ST 4.5: Create an object that represents your favourite band (unless it’s Metallica, in which case use your second favourite band) and that contains the names of each band member. If you don’t have a favourite band, then create an object called friends that contains the names of your five best friends. If you don’t have any friends, you have made a wise career choice in statistics.

ST 4.7: Create a code chunk in metallica.qmd directly below the YAML header (that is below the bottom —). Label it ‘setup’ and load the tidyverse package

ST 4.9: In your setup code chunk, add the code from Figure 4.30 to load the metallica data. Run the code in your setup code chunk.
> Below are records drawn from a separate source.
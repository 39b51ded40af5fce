//! The [`ProcessLock`] handle.
//!
//! The lock file holds the decimal pid of the current holder. Exclusion comes
//! from an OS advisory lock on the open file (`flock` on Unix, `LockFileEx`
//! on Windows, via `fs2`), which the kernel drops when the holding process
//! exits for any reason. A lock file left behind by a crashed process is
//! therefore never an obstacle; the recorded pid is only used to name the
//! holder in [`LockError::Held`] and to report reclaimed stale locks.
//!
//! Release truncates and unlocks the file but never deletes it. Deleting
//! would let a waiter lock the unlinked inode while a newcomer locks a fresh
//! file at the same path.
//!
//! Since the file outlives its creator, it is created world-writable (subject
//! to the umask). If a read-write open is still denied, as for a file another
//! user created under a restrictive umask, the lock is taken on a read-only
//! descriptor and the holder pid goes unrecorded.

use std::fs::{self, File, OpenOptions};
use std::io::{self, Read, Seek, SeekFrom, Write};
use std::path::{Path, PathBuf};

use fs2::FileExt;
use tracing::{debug, warn};

use crate::error::{LockError, LockResult};
use crate::liveness::is_process_alive;

/// File name of the host-wide lock inside the system temp directory.
pub const LOCK_FILE_NAME: &str = "envm.lck";

/// The lock shared by every envm invocation on this host.
pub fn global_lock_path() -> PathBuf {
    std::env::temp_dir().join(LOCK_FILE_NAME)
}

/// An exclusive, advisory, non-blocking lock identified by a file path.
///
/// The handle is owned by the caller. Dropping it releases the lock, so a
/// lock acquired in a scope is released on every exit path, including early
/// returns with `?`.
#[derive(Debug)]
pub struct ProcessLock {
    path: PathBuf,
    file: Option<File>,
    /// Whether this holder wrote its pid into the file.
    recorded: bool,
}

impl ProcessLock {
    /// Lock handle for `path`. Nothing is opened until [`acquire`](Self::acquire).
    pub fn new(path: impl Into<PathBuf>) -> Self {
        Self {
            path: path.into(),
            file: None,
            recorded: false,
        }
    }

    /// Lock handle for [`global_lock_path`].
    pub fn global() -> Self {
        Self::new(global_lock_path())
    }

    /// Path of the lock file.
    pub fn path(&self) -> &Path {
        &self.path
    }

    /// Returns `true` while this handle holds the lock.
    pub fn is_held(&self) -> bool {
        self.file.is_some()
    }

    /// Try once to take the lock.
    ///
    /// Fails with [`LockError::Held`] if any other handle (in this or another
    /// process) holds it. Calling this on a handle that already holds the
    /// lock is a no-op.
    pub fn acquire(&mut self) -> LockResult<()> {
        if self.file.is_some() {
            return Ok(());
        }

        if let Some(parent) = self.path.parent() {
            if !parent.as_os_str().is_empty() {
                fs::create_dir_all(parent)?;
            }
        }

        let (file, writable) = open_lock_file(&self.path)?;
        self.lock_file(file, writable)
    }

    fn lock_file(&mut self, mut file: File, writable: bool) -> LockResult<()> {
        if let Err(e) = file.try_lock_exclusive() {
            if is_contended(&e) {
                let pid = read_holder(&mut file);
                debug!(path = %self.path.display(), ?pid, "lock is held");
                return Err(LockError::Held {
                    path: self.path.clone(),
                    pid,
                });
            }
            return Err(e.into());
        }

        // We hold the OS lock; whoever is recorded in the file no longer does.
        if let Some(previous) = read_holder(&mut file) {
            if previous != std::process::id() && !is_process_alive(previous) {
                warn!(
                    path = %self.path.display(),
                    pid = previous,
                    "reclaimed lock abandoned by a terminated process"
                );
            }
        }

        if writable {
            if let Err(e) = record_holder(&mut file) {
                let _ = FileExt::unlock(&file);
                return Err(e.into());
            }
        }

        debug!(path = %self.path.display(), recorded = writable, "lock acquired");
        self.file = Some(file);
        self.recorded = writable;
        Ok(())
    }

    /// Give the lock up. A no-op if this handle does not hold it.
    pub fn release(&mut self) -> LockResult<()> {
        let Some(file) = self.file.take() else {
            return Ok(());
        };
        // Closing the file drops the OS lock even if a step below fails.
        if std::mem::take(&mut self.recorded) {
            file.set_len(0)?;
        }
        FileExt::unlock(&file)?;
        debug!(path = %self.path.display(), "lock released");
        Ok(())
    }
}

impl Drop for ProcessLock {
    fn drop(&mut self) {
        if let Err(e) = self.release() {
            warn!(path = %self.path.display(), error = %e, "failed to release lock");
        }
    }
}

/// Run `f` while holding `lock`, releasing it afterwards on every path.
///
/// An error from `f` takes precedence over a release error.
pub fn with_lock<T, E, F>(lock: &mut ProcessLock, f: F) -> Result<T, E>
where
    F: FnOnce() -> Result<T, E>,
    E: From<LockError>,
{
    lock.acquire()?;
    let result = f();
    let released = lock.release();
    let value = result?;
    released?;
    Ok(value)
}

/// Open `path` for locking, creating it if needed. The flag tells whether
/// the descriptor is writable.
fn open_lock_file(path: &Path) -> io::Result<(File, bool)> {
    let mut options = OpenOptions::new();
    options.read(true).write(true).create(true).truncate(false);
    #[cfg(unix)]
    {
        use std::os::unix::fs::OpenOptionsExt;
        options.mode(0o666);
    }

    match options.open(path) {
        Ok(file) => Ok((file, true)),
        Err(e) if e.kind() == io::ErrorKind::PermissionDenied => {
            debug!(path = %path.display(), "lock file not writable; locking read-only");
            File::open(path).map(|file| (file, false))
        }
        Err(e) => Err(e),
    }
}

fn is_contended(e: &io::Error) -> bool {
    e.kind() == io::ErrorKind::WouldBlock
        || e.raw_os_error() == fs2::lock_contended_error().raw_os_error()
}

fn read_holder(file: &mut File) -> Option<u32> {
    let mut content = String::new();
    file.seek(SeekFrom::Start(0)).ok()?;
    file.read_to_string(&mut content).ok()?;
    content.trim().parse().ok()
}

fn record_holder(file: &mut File) -> io::Result<()> {
    file.set_len(0)?;
    file.seek(SeekFrom::Start(0))?;
    writeln!(file, "{}", std::process::id())?;
    file.sync_all()
}

#[cfg(test)]
mod tests {
    use std::sync::{Arc, Barrier};
    use std::thread;

    use super::*;

    fn lock_path(dir: &tempfile::TempDir) -> PathBuf {
        dir.path().join(LOCK_FILE_NAME)
    }

    #[test]
    fn global_path_lives_in_temp_dir() {
        let path = global_lock_path();
        assert_eq!(path.parent().unwrap(), std::env::temp_dir());
        assert_eq!(path.file_name().unwrap(), LOCK_FILE_NAME);
    }

    #[test]
    fn acquire_records_pid() {
        let dir = tempfile::tempdir().unwrap();
        let mut lock = ProcessLock::new(lock_path(&dir));
        lock.acquire().unwrap();
        assert!(lock.is_held());

        let content = fs::read_to_string(lock.path()).unwrap();
        assert_eq!(content.trim(), std::process::id().to_string());
    }

    #[test]
    fn second_handle_sees_held() {
        let dir = tempfile::tempdir().unwrap();
        let mut first = ProcessLock::new(lock_path(&dir));
        let mut second = ProcessLock::new(lock_path(&dir));

        first.acquire().unwrap();
        let err = second.acquire().unwrap_err();
        match err {
            LockError::Held { path, pid } => {
                assert_eq!(path, lock_path(&dir));
                assert_eq!(pid, Some(std::process::id()));
            }
            other => panic!("expected Held, got {other:?}"),
        }
        assert!(!second.is_held());
    }

    #[test]
    fn released_lock_can_be_reacquired() {
        let dir = tempfile::tempdir().unwrap();
        let mut first = ProcessLock::new(lock_path(&dir));
        let mut second = ProcessLock::new(lock_path(&dir));

        first.acquire().unwrap();
        first.release().unwrap();
        assert!(!first.is_held());

        second.acquire().unwrap();
        assert!(second.is_held());
        assert!(lock_path(&dir).exists());
    }

    #[test]
    fn release_without_acquire_is_noop() {
        let dir = tempfile::tempdir().unwrap();
        let mut lock = ProcessLock::new(lock_path(&dir));
        lock.release().unwrap();
        lock.release().unwrap();
    }

    #[test]
    fn release_after_failed_acquire_is_noop() {
        let dir = tempfile::tempdir().unwrap();
        let mut holder = ProcessLock::new(lock_path(&dir));
        let mut loser = ProcessLock::new(lock_path(&dir));

        holder.acquire().unwrap();
        assert!(loser.acquire().is_err());
        loser.release().unwrap();

        // The holder is unaffected by the loser's release.
        let mut third = ProcessLock::new(lock_path(&dir));
        assert!(matches!(third.acquire(), Err(LockError::Held { .. })));
    }

    #[test]
    fn repeated_acquire_on_same_handle_is_noop() {
        let dir = tempfile::tempdir().unwrap();
        let mut lock = ProcessLock::new(lock_path(&dir));
        lock.acquire().unwrap();
        lock.acquire().unwrap();
        assert!(lock.is_held());
    }

    #[test]
    fn drop_releases() {
        let dir = tempfile::tempdir().unwrap();
        {
            let mut lock = ProcessLock::new(lock_path(&dir));
            lock.acquire().unwrap();
        }
        let mut again = ProcessLock::new(lock_path(&dir));
        again.acquire().unwrap();
    }

    #[cfg(unix)]
    #[test]
    fn stale_lock_file_from_dead_process_is_reclaimed() {
        let dir = tempfile::tempdir().unwrap();
        let mut child = std::process::Command::new("true").spawn().unwrap();
        let dead_pid = child.id();
        child.wait().unwrap();
        fs::write(lock_path(&dir), format!("{dead_pid}\n")).unwrap();

        let mut lock = ProcessLock::new(lock_path(&dir));
        lock.acquire().unwrap();

        let content = fs::read_to_string(lock.path()).unwrap();
        assert_eq!(content.trim(), std::process::id().to_string());
    }

    #[test]
    fn garbage_lock_file_is_overwritten() {
        let dir = tempfile::tempdir().unwrap();
        fs::write(lock_path(&dir), "not a pid").unwrap();

        let mut lock = ProcessLock::new(lock_path(&dir));
        lock.acquire().unwrap();
        let content = fs::read_to_string(lock.path()).unwrap();
        assert_eq!(content.trim(), std::process::id().to_string());
    }

    #[test]
    fn creates_missing_parent_directory() {
        let dir = tempfile::tempdir().unwrap();
        let mut lock = ProcessLock::new(dir.path().join("a").join("b").join(LOCK_FILE_NAME));
        lock.acquire().unwrap();
        assert!(lock.path().exists());
    }

    #[cfg(unix)]
    #[test]
    fn read_only_lock_file_can_still_be_locked() {
        use std::os::unix::fs::PermissionsExt;

        let dir = tempfile::tempdir().unwrap();
        let path = lock_path(&dir);
        fs::write(&path, "").unwrap();
        fs::set_permissions(&path, fs::Permissions::from_mode(0o444)).unwrap();

        let mut lock = ProcessLock::new(&path);
        lock.acquire().unwrap();
        assert!(lock.is_held());

        let mut contender = ProcessLock::new(&path);
        assert!(matches!(contender.acquire(), Err(LockError::Held { .. })));

        lock.release().unwrap();
        contender.acquire().unwrap();
    }

    #[test]
    fn read_only_descriptor_excludes_without_recording_pid() {
        let dir = tempfile::tempdir().unwrap();
        let path = lock_path(&dir);
        fs::write(&path, "").unwrap();

        let mut lock = ProcessLock::new(&path);
        lock.lock_file(File::open(&path).unwrap(), false).unwrap();
        assert!(lock.is_held());
        assert_eq!(fs::read_to_string(&path).unwrap(), "");

        let mut contender = ProcessLock::new(&path);
        match contender.acquire() {
            Err(LockError::Held { pid, .. }) => assert_eq!(pid, None),
            other => panic!("expected Held, got {other:?}"),
        }

        lock.release().unwrap();
        assert!(!lock.is_held());
        contender.acquire().unwrap();
        let content = fs::read_to_string(&path).unwrap();
        assert_eq!(content.trim(), std::process::id().to_string());
    }

    #[test]
    fn concurrent_attempts_exactly_one_wins() {
        let dir = tempfile::tempdir().unwrap();
        let path = lock_path(&dir);
        let barrier = Arc::new(Barrier::new(2));

        let handles: Vec<_> = (0..2)
            .map(|_| {
                let path = path.clone();
                let barrier = Arc::clone(&barrier);
                thread::spawn(move || {
                    let mut lock = ProcessLock::new(path);
                    barrier.wait();
                    let outcome = lock.acquire();
                    // Keep holding until both attempts are done.
                    barrier.wait();
                    outcome.is_ok()
                })
            })
            .collect();

        let wins = handles
            .into_iter()
            .map(|h| h.join().unwrap())
            .filter(|won| *won)
            .count();
        assert_eq!(wins, 1);
    }

    #[test]
    fn with_lock_releases_on_success_and_error() {
        let dir = tempfile::tempdir().unwrap();
        let mut lock = ProcessLock::new(lock_path(&dir));

        let value: Result<u32, LockError> = with_lock(&mut lock, || Ok(7));
        assert_eq!(value.unwrap(), 7);
        assert!(!lock.is_held());

        let failed: Result<(), LockError> = with_lock(&mut lock, || {
            Err(LockError::Io(io::Error::other("boom")))
        });
        assert!(failed.is_err());
        assert!(!lock.is_held());

        let mut other = ProcessLock::new(lock_path(&dir));
        other.acquire().unwrap();
    }

    #[test]
    fn with_lock_fails_fast_when_held() {
        let dir = tempfile::tempdir().unwrap();
        let mut holder = ProcessLock::new(lock_path(&dir));
        holder.acquire().unwrap();

        let mut contender = ProcessLock::new(lock_path(&dir));
        let mut ran = false;
        let result: Result<(), LockError> = with_lock(&mut contender, || {
            ran = true;
            Ok(())
        });
        assert!(matches!(result, Err(LockError::Held { .. })));
        assert!(!ran);
    }
}
use std::io::BufRead;

/// Read one line and treat it as a yes/no answer.
///
/// Anything starting with `y` or `Y` (after trimming spaces) is a yes. EOF,
/// read errors and everything else are a no.
pub fn ask_yes_or_no(input: &mut dyn BufRead) -> bool {
    let mut line = String::new();
    match input.read_line(&mut line) {
        Ok(_) => line.trim().to_ascii_uppercase().starts_with('Y'),
        Err(_) => false,
    }
}
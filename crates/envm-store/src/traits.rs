//! The [`NamespaceStore`] trait defining the store interface.
//!
//! The file-backed store and the in-memory store both implement it, so the
//! command layer can be exercised without touching the filesystem.

use crate::error::{StoreError, StoreResult};
use crate::types::VariableSet;

/// Storage backend for namespaces of captured environment variables.
///
/// Mutating operations are expected to be called while the caller holds the
/// process lock. Implementations never take it themselves.
pub trait NamespaceStore {
    /// Insert a new namespace.
    ///
    /// Fails with [`StoreError::DuplicateNamespace`](crate::StoreError::DuplicateNamespace)
    /// if `name` is already present; the existing value is left as is.
    fn create(&mut self, name: &str, variables: VariableSet) -> StoreResult<()>;

    /// Overlay `variables` onto the namespace's current set, creating the
    /// namespace if it does not exist. Incoming values win.
    fn merge_update(&mut self, name: &str, variables: VariableSet) -> StoreResult<()>;

    /// Remove a namespace.
    ///
    /// Returns `Ok(true)` if it existed and was removed, `Ok(false)` if it
    /// (or the whole store) did not exist. Nothing is written in that case.
    fn delete(&mut self, name: &str) -> StoreResult<bool>;

    /// Look up a namespace. Returns `Ok(None)` if it does not exist.
    fn get(&self, name: &str) -> StoreResult<Option<VariableSet>>;

    /// Fetch a namespace that must exist.
    ///
    /// Fails with [`StoreError::NotFound`](crate::StoreError::NotFound) if it
    /// is absent. Backends with a persistent document may report
    /// [`StoreError::StoreMissing`](crate::StoreError::StoreMissing) instead
    /// when the document itself has never been written.
    fn require(&self, name: &str) -> StoreResult<VariableSet> {
        self.get(name)?.ok_or_else(|| StoreError::NotFound {
            name: name.to_string(),
        })
    }

    /// All namespace names in lexicographic order.
    fn list_namespaces(&self) -> StoreResult<Vec<String>>;

    /// Returns `true` if the namespace exists.
    fn contains(&self, name: &str) -> StoreResult<bool> {
        Ok(self.get(name)?.is_some())
    }
}
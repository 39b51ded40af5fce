//! Cross-process mutual exclusion for envm.
//!
//! Every envm command that touches the store runs while holding a
//! [`ProcessLock`]. The lock is advisory: it only coordinates envm processes
//! with each other and does not stop anything else from editing the store
//! file.
//!
//! Acquisition is a single non-blocking attempt. A losing invocation gets
//! [`LockError::Held`] immediately instead of waiting.
//!
//! # Lock path
//!
//! By default one lock file in the system temp directory
//! ([`global_lock_path`]) serializes every store on the host. A per-store
//! path can be used instead by constructing the lock with
//! [`ProcessLock::new`].

pub mod error;
mod liveness;
pub mod lock;

pub use error::{LockError, LockResult};
pub use liveness::is_process_alive;
pub use lock::{global_lock_path, with_lock, ProcessLock, LOCK_FILE_NAME};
ST 4.11: Insert a new code chunk (below your startup code chunk) and adapt the code above to create an object called name that contains these current and former members of Metallica: Lars Ulrich, James Hetfield, Kirk Hammett, Rob Trujillo, Jason Newsted, Cliff Burton, Dave Mustaine

ST 4.12: Add the code to create the variables from this section to your code chunk from the previous section.

ST 4.13: Add the code to create the birth_date and death_date variables to your code chunk.

ST 4.14: Add the code to create the current_member variable to your code chunk

ST 4.15: Add the code to create the instrument variable to your code chunk

ST 4.16: Add the code to your code chunk that collects your variables into a tibble called metalli_tib

ST 4.17: Add a level 3 header to your Quarto document that says ‘Creating variables’. Write some notes on using mutate() and add a code chunk that uses some of the code in this section to add and create new variables.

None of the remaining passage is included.